Love and scandal are the best sweeteners of tea. —Henry Fielding

10 January 2015

The Immigrant

The only reason it occurred to me to watch James Gray's The Immigrant was because people started talking about Marion Cotillard's performance and Darius Khondji's cinematography when it came time for Oscar season. I found out The Immigrant was on Netflix Instant, and (as I didn't have this service at home) wound up watching the movie when I was at my parents' house over the Christmas holiday.

I started watching the movie and was immediately bored. It took itself way too seriously, I thought, and I didn't believe the main character's struggle one bit. I also didn't know anything about her – the director and screenwriter plunged her into crisis immediately before I had a moment to understand who this woman was.

After 25 minutes I had to stop. This movie was a sentimental, cheaply made mess.

So then I thought: what am I missing? The New York Film Critics' Circle and the Boston Film Critics singled out The Immigrant as the best performance by an actress this year.

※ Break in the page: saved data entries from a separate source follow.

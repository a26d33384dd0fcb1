//! Swipe Garage Frontend App
//!
//! Single screen: header plus the swipeable vehicle list.

use leptos::prelude::*;
use reactive_stores::Store;

use crate::components::VehicleList;
use crate::config::SwipeConfig;
use crate::context::AppContext;
use crate::store::{AppState, AppStateStoreFields};

#[component]
pub fn App() -> impl IntoView {
    let store = Store::new(AppState::new());
    let config = SwipeConfig::default();

    // Provide context to all children
    provide_context(store);
    provide_context(AppContext::new(config));

    tracing::info!(
        target: "garage",
        vehicles = store.garage().read_untracked().len(),
        threshold = config.threshold_fraction,
        "garage seeded"
    );

    view! {
        <main class="screen">
            <h1>"My Garage"</h1>
            <VehicleList />
        </main>
    }
}
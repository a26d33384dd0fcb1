//! Frontend Models
//!
//! Data structures for the vehicle list.

/// Synthetic key assigned when a garage is built; never derived from the label
#[derive(Debug, Clone, Copy, PartialEq, Eq, Hash, PartialOrd, Ord)]
pub struct VehicleId(pub u32);

/// Vehicle data structure
#[derive(Debug, Clone, PartialEq)]
pub struct Vehicle {
    pub id: VehicleId,
    /// Year / make / model, display only
    pub ymm: String,
}

impl Vehicle {
    pub fn new(id: u32, ymm: impl Into<String>) -> Self {
        Self { id: VehicleId(id), ymm: ymm.into() }
    }
}

/// Vehicles shown on every launch
pub const SEED_VEHICLES: [&str; 15] = [
    "2019 Toyota Camry",
    "2019 Honda Accord",
    "2019 Ford F-150",
    "2019 Chevrolet Silverado",
    "2019 Toyota RAV4",
    "2019 Honda CR-V",
    "2019 Ford Escape",
    "2019 Chevrolet Equinox",
    "2019 Toyota Corolla",
    "2019 Honda Civic",
    "2019 Ford Explorer",
    "2019 Chevrolet Malibu",
    "2019 Toyota Highlander",
    "2019 Honda Pilot",
    "2019 Ford Edge",
];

I decided to read some reviews. Maybe some of the critics would validate my opinion. Nope: raves by both the New York Times and the Los Angeles Times. I also realized the director was James Gray, who made The Yards many many years ago, which had a fight scene with Mark Wahlberg and Joaquin Phoenix that my friend Tom and I had called (back in October 2000) one of the best fight sequences ever put on film.

So I decided to finish the film – I usually finish films, in fact – with a new outlook. The NYT promised that Jeremy Renner's appearance in the movie would lighten things a bit. He did, indeed.

But not enough to make this movie worth watching. Maybe I just didn't get it, but what occurred to me as I finished The Immigrant was just how fragile the ability to believe in a picture actually is. I simply didn't buy Cotillard, Phoenix, and company in all of their finery and period garb. They looked like they were playing dress-up to me. (Incidentally I almost always feel this way about Leonardo DiCaprio.) And so I never dropped into the film emotionally or even intellectually, because I just found the whole picture so preposterous.

Not that I don't believe stories like the story in The Immigrant occurred in the U.S. – they probably occurred numerous times. But just that I didn't believe Gray's way of telling this story. The suspension of disbelief is just so delicate. Apparently the critics for the NYT and the LAT were able to drop into the movie; I wasn't.